The interesting thing is for this to work – effective triage on first contact needs to be made to direct people to the right service without them needing an appointment. Some IT systems are developing to deliver this, however some patients need to get used to the idea of being asked why they want an appointment so we can offer them the right service – not the one they think they want.

Apex is also allowing our practices to identify their future capacity compared to their predicted demand to identify pressure and pinch points – of course that doesn’t mean they can do anything about them – locums are scarce, job adverts go unfilled. Finally, Apex is hopefully going to allow us to identify the effect of interventions. We are speaking to iPlato around some innovative PROMS work (patient reported outcomes) where instead of being called back for follow up appointments, patients can report their condition via an app saving time and freeing up capacity and Apex should allow us to monitor this.

#547627 George Coxon
Various inc care home owner
Various

Really good outline of issues. I'm working my way through the 100 pages and will share.
We, in care home land, hugely value our excellent support to our older folk in 24/7 care living with complex care needs.
We are all feeling anxious about H&SC integration and the squeeze on resources. Lots of GPs retiring in the not too distant future and inadequate succession planning. Only 11% planning to work full time after 5 yrs post qualification is a very scary prospect

#548379 Pippa Stables
GP

while the description of the workload was reasonably typical (i'd have less respiratory infections, more complex such as pain and mental health, MSK etc) but the times given to deal with this were unrealistic, the working day for this volume of patient contacts and paperwork work takes 14 hours or more to complete, not 12. many GPs take work such as emails home or come in at the weekend.

#548381 Tim Kent
Primary Care Service Lead, Consultant Psychotherapist
The Tavistock and Portman NHS Foundation Trust

Excellent report, thank you for the detail and data driven headlines.

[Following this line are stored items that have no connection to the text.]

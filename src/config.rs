//! Provisioning configuration.
//!
//! Everything that is data rather than behaviour lives here: package lists,
//! repository URLs, theme and plugin names, and the answers scripted into the
//! AUR helper. A missing config file means "use the defaults"; a present file
//! only needs the keys it wants to override.

use anyhow::{Context, Result};
use serde::{Deserialize, Serialize};
use std::fs;
use std::path::{Path, PathBuf};

use crate::common::paths;

#[derive(Debug, Clone, Default, Serialize, Deserialize, PartialEq)]
#[serde(default)]
pub struct ProvisionConfig {
    pub user: UserConfig,
    pub locale: LocaleConfig,
    pub packages: PackageConfig,
    pub aur: AurConfig,
    pub toolchain: ToolchainConfig,
    pub shell: ShellConfig,
    pub dotfiles: DotfilesConfig,
    pub paths: SystemPaths,
}

#[derive(Debug, Clone, Serialize, Deserialize, PartialEq)]
#[serde(default)]
pub struct UserConfig {
    pub name: String,
    pub shell: String,
    /// Defaults to `/home/<name>`
    pub home: Option<PathBuf>,
    pub admin_group: String,
    pub passwordless_sudo: bool,
}

impl Default for UserConfig {
    fn default() -> Self {
        Self {
            name: "arch".to_string(),
            shell: "/usr/bin/zsh".to_string(),
            home: None,
            admin_group: "wheel".to_string(),
            passwordless_sudo: false,
        }
    }
}

impl UserConfig {
    pub fn home_dir(&self) -> PathBuf {
        self.home
            .clone()
            .unwrap_or_else(|| PathBuf::from("/home").join(&self.name))
    }

    /// The sudoers line that grants the admin group its privileges.
    pub fn sudoers_rule(&self) -> String {
        if self.passwordless_sudo {
            format!("%{} ALL=(ALL:ALL) NOPASSWD: ALL", self.admin_group)
        } else {
            format!("%{} ALL=(ALL:ALL) ALL", self.admin_group)
        }
    }
}

#[derive(Debug, Clone, Serialize, Deserialize, PartialEq)]
#[serde(default)]
pub struct LocaleConfig {
    /// Value exported as LANG and LC_ALL
    pub name: String,
    /// Entry as it appears in locale.gen
    pub locale_gen: String,
}

impl Default for LocaleConfig {
    fn default() -> Self {
        Self {
            name: "en_US.UTF-8".to_string(),
            locale_gen: "en_US.UTF-8 UTF-8".to_string(),
        }
    }
}

#[derive(Debug, Clone, Serialize, Deserialize, PartialEq)]
#[serde(default)]
pub struct PackageConfig {
    pub bootstrap: Vec<String>,
    pub build: Vec<String>,
    pub primary: Vec<String>,
}

impl Default for PackageConfig {
    fn default() -> Self {
        Self {
            bootstrap: strings(&["sudo", "zsh"]),
            build: strings(&["git", "base-devel"]),
            primary: strings(&[
                "neovim",
                "tmux",
                "yazi",
                "stow",
                "github-cli",
                "fzf",
                "ripgrep",
                "fd",
                "bat",
                "eza",
                "zoxide",
                "lazygit",
                "unzip",
                "wget",
                "man-db",
                "htop",
                "zsh-autosuggestions",
                "zsh-syntax-highlighting",
            ]),
        }
    }
}

#[derive(Debug, Clone, Serialize, Deserialize, PartialEq)]
#[serde(default)]
pub struct AurConfig {
    pub helper: String,
    pub helper_repo: String,
    pub utility: AurUtility,
}

impl Default for AurConfig {
    fn default() -> Self {
        Self {
            helper: "yay".to_string(),
            helper_repo: "https://aur.archlinux.org/yay.git".to_string(),
            utility: AurUtility::default(),
        }
    }
}

/// A package installed through the AUR helper. `answers` is piped to the
/// helper verbatim, one line per prompt, so it has to match the menu the
/// helper shows for this package.
#[derive(Debug, Clone, Serialize, Deserialize, PartialEq)]
#[serde(default)]
pub struct AurUtility {
    pub package: String,
    pub binary: String,
    pub answers: String,
}

impl Default for AurUtility {
    fn default() -> Self {
        Self {
            package: "win32yank-bin".to_string(),
            binary: "win32yank.exe".to_string(),
            answers: "1\ny\n".to_string(),
        }
    }
}

#[derive(Debug, Clone, Serialize, Deserialize, PartialEq)]
#[serde(default)]
pub struct ToolchainConfig {
    pub binary: String,
    pub installer_url: String,
    pub args: Vec<String>,
}

impl Default for ToolchainConfig {
    fn default() -> Self {
        Self {
            binary: "rustup".to_string(),
            installer_url: "https://sh.rustup.rs".to_string(),
            args: strings(&["-y"]),
        }
    }
}

/// Shell environment. Relative paths are resolved against the target user's home.
#[derive(Debug, Clone, Serialize, Deserialize, PartialEq)]
#[serde(default)]
pub struct ShellConfig {
    pub profile: PathBuf,
    pub framework_dir: PathBuf,
    pub framework_installer: String,
    pub theme: String,
    pub theme_repo: String,
    pub plugins: Vec<String>,
    pub system_plugins: Vec<PathBuf>,
    pub startup_dir: String,
}

impl Default for ShellConfig {
    fn default() -> Self {
        Self {
            profile: PathBuf::from(".zshrc"),
            framework_dir: PathBuf::from(".oh-my-zsh"),
            framework_installer:
                "https://raw.githubusercontent.com/ohmyzsh/ohmyzsh/master/tools/install.sh"
                    .to_string(),
            theme: "powerlevel10k".to_string(),
            theme_repo: "https://github.com/romkatv/powerlevel10k.git".to_string(),
            plugins: strings(&["git", "zsh-autosuggestions", "zsh-syntax-highlighting"]),
            system_plugins: vec![
                PathBuf::from("/usr/share/zsh/plugins/zsh-autosuggestions"),
                PathBuf::from("/usr/share/zsh/plugins/zsh-syntax-highlighting"),
            ],
            startup_dir: "~".to_string(),
        }
    }
}

#[derive(Debug, Clone, Serialize, Deserialize, PartialEq)]
#[serde(default)]
pub struct DotfilesConfig {
    /// `owner/name` or a full URL, passed to `gh repo clone`
    pub repo: String,
    pub dir: PathBuf,
    /// Stow packages linked into the home directory
    pub packages: Vec<String>,
}

impl Default for DotfilesConfig {
    fn default() -> Self {
        Self {
            repo: "dotfiles".to_string(),
            dir: PathBuf::from("dotfiles"),
            packages: strings(&["wezterm", "nvim", "tmux", "yazi", "zsh"]),
        }
    }
}

#[derive(Debug, Clone, Serialize, Deserialize, PartialEq)]
#[serde(default)]
pub struct SystemPaths {
    pub sudoers: PathBuf,
    pub locale_gen: PathBuf,
    pub wsl_conf: PathBuf,
    pub scratch_dir: PathBuf,
}

impl Default for SystemPaths {
    fn default() -> Self {
        Self {
            sudoers: PathBuf::from("/etc/sudoers"),
            locale_gen: PathBuf::from("/etc/locale.gen"),
            wsl_conf: PathBuf::from("/etc/wsl.conf"),
            scratch_dir: PathBuf::from("/tmp/archwsl"),
        }
    }
}

fn strings(items: &[&str]) -> Vec<String> {
    items.iter().map(|s| (*s).to_owned()).collect()
}

/// A loaded config together with the file it came from, if any.
#[derive(Debug, Clone)]
pub struct LoadedConfig {
    pub config: ProvisionConfig,
    pub source: Option<PathBuf>,
}

impl ProvisionConfig {
    pub fn from_toml(contents: &str) -> Result<Self> {
        toml::from_str(contents).context("parsing provisioning config")
    }

    pub fn to_toml(&self) -> Result<String> {
        toml::to_string_pretty(self).context("serializing provisioning config")
    }

    pub fn load_from_path(path: &Path) -> Result<Self> {
        let contents = fs::read_to_string(path)
            .with_context(|| format!("reading config from {}", path.display()))?;
        Self::from_toml(&contents).with_context(|| format!("in {}", path.display()))
    }

    /// Load an explicit config path, or the default location if it exists.
    /// An explicit path that does not exist is an error; a missing default
    /// file is not.
    pub fn load(explicit: Option<&Path>) -> Result<LoadedConfig> {
        if let Some(path) = explicit {
            let path = paths::expand(path);
            let config = Self::load_from_path(&path)?;
            return Ok(LoadedConfig {
                config,
                source: Some(path),
            });
        }

        let default_path = paths::default_config_path()?;
        if default_path.exists() {
            let config = Self::load_from_path(&default_path)?;
            Ok(LoadedConfig {
                config,
                source: Some(default_path),
            })
        } else {
            Ok(LoadedConfig {
                config: Self::default(),
                source: None,
            })
        }
    }
}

We have developed an effective primary care service that works with complexity but importantly also supports GPs with case discussion, group supervision and joint consultation. With so much unknown about Medically Unexplained conditions and Somatic disorders we have to work together and pool training and experience with Primary Care MH input so that individual GPs are not left feeling impotent in the face of underlying social and psychological determinants and their ills. Sharing clinical dilemmas helps avoid ‘fundamentalist’ or overly rigid thinking and tactics in the face of such huge anxieties about our system of care and its apparent dismantling. Well done & thanks to all at the Kings Fund.

#549532 Amanda Hensman-Crook
Musculoskeletal Practitioner
One Medical Group, Windermere and Bowness Medical Practice

Excellent report. Our practice developed a new role to take on the 20-25% of the workload of MSK patients to create capacity in GPs workload. The MSK Practitioner is an advanced physiotherapist with injecting and prescribing competencies. It also has an impact on secondary care and patients benefit from. A first contact direct access specialised service closely home. This is being replicated in many surgeries across the UK. You can read about it and the outcomes in the RCGPs bright ideas online.